“Fake” Knowledge: Knowing and the Illusion of Knowing

Saturday, October 14th, 2017 at 2:30pm

Past Event

A nomenclator was a slave whose duty was to accompanying his master in canvassing the streets of Classical Rome in order to recall the names of those his master encountered. Each of us is, in a way, both that ancient politician and that slave, relying on others’ memories to supply us with knowledge, and others relying on us for the knowledge we recall for them. Hence, knowledge has always been, in part, a distributive entity, requiring a delegation of mental tasks, an implicit commitment to a social contract.

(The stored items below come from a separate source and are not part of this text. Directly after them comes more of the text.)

//! Property tests for apiver-core
//!
//! Ordering lawfulness and hash/equality coherence for `ApiVersion`.

use apiver_core::ApiVersion;
use chrono::NaiveDate;
use proptest::prelude::*;
use std::cmp::Ordering;
use std::collections::hash_map::DefaultHasher;
use std::hash::{Hash, Hasher};

fn hash_of(v: &ApiVersion) -> u64 {
    let mut h = DefaultHasher::new();
    v.hash(&mut h);
    h.finish()
}

prop_compose! {
    fn arb_group()(y in 2000i32..2100, m in 1u32..=12, d in 1u32..=28) -> NaiveDate {
        NaiveDate::from_ymd_opt(y, m, d).unwrap()
    }
}

/// Any version the surface grammar can produce: at least a group or a major.
fn arb_version() -> impl Strategy<Value = ApiVersion> {
    (
        proptest::option::of(arb_group()),
        proptest::option::of(0u64..1000),
        proptest::option::of(0u64..1000),
        proptest::option::of("[A-Za-z][A-Za-z0-9]{0,7}"),
    )
        .prop_filter_map("needs group or major", |(group, major, minor, status)| {
            if group.is_none() && major.is_none() {
                return None;
            }
            let minor = if major.is_some() { minor } else { None };
            ApiVersion::try_new(group, major, minor, status.as_deref()).ok()
        })
}

proptest! {
    /// Exactly one of <, ==, > holds for every pair.
    #[test]
    fn prop_order_is_total(a in arb_version(), b in arb_version()) {
        let lt = a < b;
        let eq = a == b;
        let gt = a > b;
        prop_assert_eq!(u8::from(lt) + u8::from(eq) + u8::from(gt), 1);
        // compare() agrees with the operators
        match a.compare(&b) {
            Ordering::Less => prop_assert!(lt),
            Ordering::Equal => prop_assert!(eq),
            Ordering::Greater => prop_assert!(gt),
        }
    }

    /// Sorting a shuffled list is idempotent and deterministic.
    #[test]
    fn prop_sorting_is_deterministic(mut versions in proptest::collection::vec(arb_version(), 0..12)) {
        versions.sort();
        let once = versions.clone();
        versions.sort();
        prop_assert_eq!(once, versions);
    }

    /// a <= b and b <= c imply a <= c; mutual <= implies equality.
    #[test]
    fn prop_order_is_transitive_and_antisymmetric(a in arb_version(), b in arb_version(), c in arb_version()) {
        if a <= b && b <= c {
            prop_assert!(a <= c);
        }
        if a <= b && b <= a {
            prop_assert_eq!(&a, &b);
        }
    }

    /// a == b implies hash(a) == hash(b).
    #[test]
    fn prop_hash_eq_coherence(a in arb_version(), b in arb_version()) {
        if a == b {
            prop_assert_eq!(hash_of(&a), hash_of(&b));
        }
    }

    /// Constructor overloads describing the same logical version agree.
    #[test]
    fn prop_major_only_equals_minor_zero(major in 0u64..1000) {
        let implied = ApiVersion::from_major(major);
        let explicit = ApiVersion::new(major, 0);
        prop_assert_eq!(&implied, &explicit);
        prop_assert_eq!(hash_of(&implied), hash_of(&explicit));
    }

    /// Status case never affects equality, hashing, or ordering.
    #[test]
    fn prop_status_case_insensitive(major in 0u64..100, status in "[A-Za-z]{1,8}") {
        let lower = ApiVersion::try_new(None, Some(major), None, Some(&status.to_lowercase())).unwrap();
        let upper = ApiVersion::try_new(None, Some(major), None, Some(&status.to_uppercase())).unwrap();
        prop_assert_eq!(&lower, &upper);
        prop_assert_eq!(hash_of(&lower), hash_of(&upper));
        prop_assert_eq!(lower.cmp(&upper), Ordering::Equal);
    }
}
//! Fuzz harness for namespace scanning
//!
//! Arbitrary dotted identifiers must never panic the scanner, and every
//! version it reports must come from a segment the strict segment parser
//! also accepts.

#![no_main]

use apiver_parse::{parse_namespace, try_parse_segment};
use libfuzzer_sys::fuzz_target;

fuzz_target!(|data: &[u8]| {
    let Ok(text) = std::str::from_utf8(data) else {
        return;
    };

    let versions = parse_namespace(text);
    let rescanned: Vec<_> = text.split('.').filter_map(try_parse_segment).collect();
    assert_eq!(versions, rescanned);
});
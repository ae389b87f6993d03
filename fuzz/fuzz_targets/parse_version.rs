//! Fuzz harness for version text parsing
//!
//! Feeds arbitrary text through the delimited parser; both the error and
//! success paths must terminate without panicking, and a successful parse
//! must render back to something the parser accepts again.

#![no_main]

use apiver_format::format;
use apiver_parse::{parse, try_parse};
use libfuzzer_sys::fuzz_target;

fuzz_target!(|data: &[u8]| {
    let Ok(text) = std::str::from_utf8(data) else {
        return;
    };

    let result = parse(text);

    // The non-throwing variant must agree with the throwing one.
    assert_eq!(try_parse(text), result.as_ref().ok().cloned());

    if let Ok(version) = result {
        let rendered = format(&version, "F").expect("canonical format string");
        let reparsed = parse(&rendered).expect("canonical form reparses");
        assert_eq!(reparsed, version);
    }
});
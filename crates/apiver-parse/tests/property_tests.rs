//! Property tests for apiver-parse
//!
//! Parser totality and agreement between the throwing and non-throwing
//! entry points.

use apiver_core::VersionError;
use apiver_parse::{parse, parse_namespace, try_parse, try_parse_segment};
use proptest::prelude::*;

proptest! {
    /// The parser never panics, whatever the input.
    #[test]
    fn prop_parse_is_total(input in "\\PC*") {
        let _ = parse(&input);
        let _ = try_parse_segment(&input);
        let _ = parse_namespace(&input);
    }

    /// try_parse is exactly parse with the error kind discarded.
    #[test]
    fn prop_try_parse_agrees(input in "\\PC*") {
        prop_assert_eq!(try_parse(&input), parse(&input).ok());
    }

    /// Well-formed numeric input always parses to its components.
    #[test]
    fn prop_numeric_components_round_trip(major in 0u64..10_000, minor in proptest::option::of(0u64..10_000)) {
        let text = match minor {
            Some(minor) => format!("{major}.{minor}"),
            None => major.to_string(),
        };
        let v = parse(&text).unwrap();
        prop_assert_eq!(v.major(), Some(major));
        prop_assert_eq!(v.minor(), minor);
    }

    /// Date-shaped prefixes never produce the generic error.
    #[test]
    fn prop_date_shape_gets_specific_error(y in 0u32..10_000, m in 13u32..100, d in 0u32..100) {
        let text = format!("{y:04}-{m:02}-{d:02}");
        prop_assert_eq!(
            parse(&text),
            Err(VersionError::MalformedGroupDate(text.clone()))
        );
    }

    /// Every version found in a namespace is from a v-prefixed segment.
    #[test]
    fn prop_namespace_hits_come_from_segments(segments in proptest::collection::vec("[a-z]{1,8}", 0..5)) {
        // No segment starts with a digit-bearing v-prefix, so no hits.
        let joined = segments.join(".");
        let hits = parse_namespace(&joined)
            .into_iter()
            .filter(|v| v.major().is_some() || v.group().is_some())
            .count();
        let candidates = segments
            .iter()
            .filter(|s| try_parse_segment(s).is_some())
            .count();
        prop_assert_eq!(hits, candidates);
    }
}
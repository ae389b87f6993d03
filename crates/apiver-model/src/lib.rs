//! Version set models for APIs and their endpoints.
//!
//! An [`ApiVersionModel`] records which versions an implementation
//! declares, supports, and deprecates. Per-endpoint models are aggregated
//! into API-wide models with set-union semantics, and
//! [`EndpointVersionInfo`] decides whether a concrete version maps to an
//! endpoint explicitly, implicitly, or not at all.

use apiver_core::ApiVersion;
use std::sync::OnceLock;

/// How a version is associated with an endpoint.
#[derive(Clone, Copy, Debug, PartialEq, Eq, Hash)]
pub enum ApiVersionMapping {
    /// No association.
    None,
    /// Declared by the endpoint itself.
    Explicit,
    /// Inherited from the containing API.
    Implicit,
    /// Explicit and implicit together; used with
    /// [`EndpointVersionInfo::resolve`] to request the merged model.
    Combined,
}

/// An immutable record of declared, supported, and deprecated versions.
///
/// All collections are sorted and deduplicated. `implemented` is always
/// the union of `supported` and `deprecated`. A neutral model represents
/// "no version constraint" and keeps every collection empty by
/// convention.
#[derive(Clone, Debug, PartialEq, Eq)]
pub struct ApiVersionModel {
    neutral: bool,
    declared: Vec<ApiVersion>,
    implemented: Vec<ApiVersion>,
    supported: Vec<ApiVersion>,
    deprecated: Vec<ApiVersion>,
}

impl ApiVersionModel {
    /// Build from raw sequences; duplicates collapse and order is
    /// normalized to the version total order. A version named in both
    /// `supported` and `deprecated` counts as supported and is dropped
    /// from `deprecated`, the same rule [`aggregate`](Self::aggregate)
    /// applies, so construction and aggregation agree on the invariant.
    pub fn new(
        declared: impl IntoIterator<Item = ApiVersion>,
        supported: impl IntoIterator<Item = ApiVersion>,
        deprecated: impl IntoIterator<Item = ApiVersion>,
    ) -> Self {
        let supported = normalize(supported.into_iter().collect());
        let mut deprecated = normalize(deprecated.into_iter().collect());
        deprecated.retain(|v| supported.binary_search(v).is_err());
        let implemented = union(&supported, &deprecated);
        Self {
            neutral: false,
            declared: normalize(declared.into_iter().collect()),
            implemented,
            supported,
            deprecated,
        }
    }

    pub fn builder() -> ApiVersionModelBuilder {
        ApiVersionModelBuilder::default()
    }

    /// The canonical empty model: nothing declared, nothing implemented,
    /// not neutral. Shared, constructed once per process.
    pub fn empty() -> &'static ApiVersionModel {
        static EMPTY: OnceLock<ApiVersionModel> = OnceLock::new();
        EMPTY.get_or_init(|| ApiVersionModel::new([], [], []))
    }

    /// The shared version-neutral model: applies regardless of version.
    pub fn neutral() -> &'static ApiVersionModel {
        static NEUTRAL: OnceLock<ApiVersionModel> = OnceLock::new();
        NEUTRAL.get_or_init(|| ApiVersionModel {
            neutral: true,
            ..ApiVersionModel::new([], [], [])
        })
    }

    pub fn is_neutral(&self) -> bool {
        self.neutral
    }

    /// Versions explicitly declared by the implementation.
    pub fn declared(&self) -> &[ApiVersion] {
        &self.declared
    }

    /// `supported` ∪ `deprecated`.
    pub fn implemented(&self) -> &[ApiVersion] {
        &self.implemented
    }

    pub fn supported(&self) -> &[ApiVersion] {
        &self.supported
    }

    pub fn deprecated(&self) -> &[ApiVersion] {
        &self.deprecated
    }

    pub fn declares(&self, version: &ApiVersion) -> bool {
        contains(&self.declared, version)
    }

    pub fn implements(&self, version: &ApiVersion) -> bool {
        contains(&self.implemented, version)
    }

    pub fn supports(&self, version: &ApiVersion) -> bool {
        contains(&self.supported, version)
    }

    pub fn deprecates(&self, version: &ApiVersion) -> bool {
        contains(&self.deprecated, version)
    }

    /// Union this model with another.
    ///
    /// A version that is supported anywhere is never reported as
    /// deprecated in the result. The result is neutral only when both
    /// operands are neutral; a single neutral operand contributes empty
    /// sets.
    pub fn aggregate(&self, other: &Self) -> Self {
        if self.neutral && other.neutral {
            return Self::neutral().clone();
        }
        let supported = union(&self.supported, &other.supported);
        let mut deprecated = union(&self.deprecated, &other.deprecated);
        deprecated.retain(|v| supported.binary_search(v).is_err());
        Self {
            neutral: false,
            declared: union(&self.declared, &other.declared),
            implemented: union(&self.implemented, &other.implemented),
            supported,
            deprecated,
        }
    }

    /// N-ary reduction of [`aggregate`](Self::aggregate). An empty
    /// sequence yields the canonical empty model.
    pub fn aggregate_all<'a>(models: impl IntoIterator<Item = &'a Self>) -> Self {
        let mut models = models.into_iter();
        let Some(first) = models.next() else {
            return Self::empty().clone();
        };
        models.fold(first.clone(), |acc, model| acc.aggregate(model))
    }
}

/// Accumulates raw sequences before normalization.
#[derive(Debug, Default)]
pub struct ApiVersionModelBuilder {
    declared: Vec<ApiVersion>,
    supported: Vec<ApiVersion>,
    deprecated: Vec<ApiVersion>,
}

impl ApiVersionModelBuilder {
    pub fn declared(mut self, versions: impl IntoIterator<Item = ApiVersion>) -> Self {
        self.declared.extend(versions);
        self
    }

    pub fn supported(mut self, versions: impl IntoIterator<Item = ApiVersion>) -> Self {
        self.supported.extend(versions);
        self
    }

    pub fn deprecated(mut self, versions: impl IntoIterator<Item = ApiVersion>) -> Self {
        self.deprecated.extend(versions);
        self
    }

    pub fn build(self) -> ApiVersionModel {
        ApiVersionModel::new(self.declared, self.supported, self.deprecated)
    }
}

/// Pairs an API-wide model with one endpoint's model and resolves how
/// versions map onto the endpoint.
#[derive(Clone, Debug)]
pub struct EndpointVersionInfo {
    api_model: ApiVersionModel,
    endpoint_model: ApiVersionModel,
    display_name: Option<String>,
    combined: OnceLock<ApiVersionModel>,
}

impl EndpointVersionInfo {
    pub fn new(api_model: ApiVersionModel, endpoint_model: ApiVersionModel) -> Self {
        Self {
            api_model,
            endpoint_model,
            display_name: None,
            combined: OnceLock::new(),
        }
    }

    pub fn with_display_name(mut self, name: impl Into<String>) -> Self {
        self.display_name = Some(name.into());
        self
    }

    pub fn display_name(&self) -> Option<&str> {
        self.display_name.as_deref()
    }

    pub fn api_model(&self) -> &ApiVersionModel {
        &self.api_model
    }

    pub fn endpoint_model(&self) -> &ApiVersionModel {
        &self.endpoint_model
    }

    /// The model governing the requested mapping: the endpoint's own for
    /// explicit, the API's for implicit, and a memoized merge for
    /// combined. `None` resolves to the canonical empty model.
    pub fn resolve(&self, mapping: ApiVersionMapping) -> &ApiVersionModel {
        match mapping {
            ApiVersionMapping::Explicit => &self.endpoint_model,
            ApiVersionMapping::Implicit => &self.api_model,
            ApiVersionMapping::Combined => self.combined(),
            ApiVersionMapping::None => ApiVersionModel::empty(),
        }
    }

    fn combined(&self) -> &ApiVersionModel {
        self.combined.get_or_init(|| {
            if self.api_model.is_neutral() {
                return self.api_model.clone();
            }
            if self.endpoint_model.is_neutral() || !self.endpoint_model.declared().is_empty() {
                return self.endpoint_model.clone();
            }
            // The endpoint declares nothing of its own: keep the API's
            // declared set but the endpoint's support story.
            ApiVersionModel {
                neutral: false,
                declared: self.api_model.declared.clone(),
                implemented: union(&self.endpoint_model.supported, &self.endpoint_model.deprecated),
                supported: self.endpoint_model.supported.clone(),
                deprecated: self.endpoint_model.deprecated.clone(),
            }
        })
    }

    /// Classify how `version` is associated with this endpoint.
    ///
    /// A neutral endpoint always answers `Explicit`, whatever the queried
    /// version; an absent version is `None`; a version both declared and
    /// implemented by the endpoint is `Explicit`; a version declared only
    /// by the API is `Implicit` when the endpoint declares nothing of its
    /// own.
    pub fn mapping_for(&self, version: Option<&ApiVersion>) -> ApiVersionMapping {
        if self.endpoint_model.is_neutral() {
            return ApiVersionMapping::Explicit;
        }
        let Some(version) = version else {
            return ApiVersionMapping::None;
        };
        let endpoint = &self.endpoint_model;
        if endpoint.declares(version) && endpoint.implements(version) {
            ApiVersionMapping::Explicit
        } else if endpoint.declared.is_empty() && self.api_model.declares(version) {
            ApiVersionMapping::Implicit
        } else {
            ApiVersionMapping::None
        }
    }
}

fn normalize(mut versions: Vec<ApiVersion>) -> Vec<ApiVersion> {
    versions.sort();
    versions.dedup();
    versions
}

fn union(a: &[ApiVersion], b: &[ApiVersion]) -> Vec<ApiVersion> {
    let mut out = Vec::with_capacity(a.len() + b.len());
    out.extend_from_slice(a);
    out.extend_from_slice(b);
    normalize(out)
}

fn contains(sorted: &[ApiVersion], version: &ApiVersion) -> bool {
    sorted.binary_search(version).is_ok()
}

Histories have documented the occurrence of mass delusions—which also leads us to question our collective intuition. Close to the origins of humankind is a fascination with the unknown and the unverifiable, with the early cultivation of spiritual life and religion proving as a testament to this. What is apocryphal and what should believe in? Even to the present day, as technology and science become evermore complicated, we are asked to distinguish between proven fact and educated speculation.

In the age of a seemingly omniscient internet, an impersonal cloud-mind (with which—despite attempts to humanize Siri and “her” ilk—no one can yet lay claim outside of fiction to a convincing reciprocal emotional relationship), when the object of our confided ignorance is no longer a person but a thing, when our subjective sense of self is no longer limned by the encounter with another, what happens to our ability to distinguish internal from external knowledge? Are we led to an illusory sense of our own knowledge?

Is the immediate, distributive information of the internet changing the way our brains work, possibly holding the promise of transcending the limitations of individual knowledge? If so, does the virtue of its collective knowledge lead us further to question the very value of our individuality? Or are we heedlessly (or ineluctably) heading toward a human-machine collective heretofore only within the purview of science fiction?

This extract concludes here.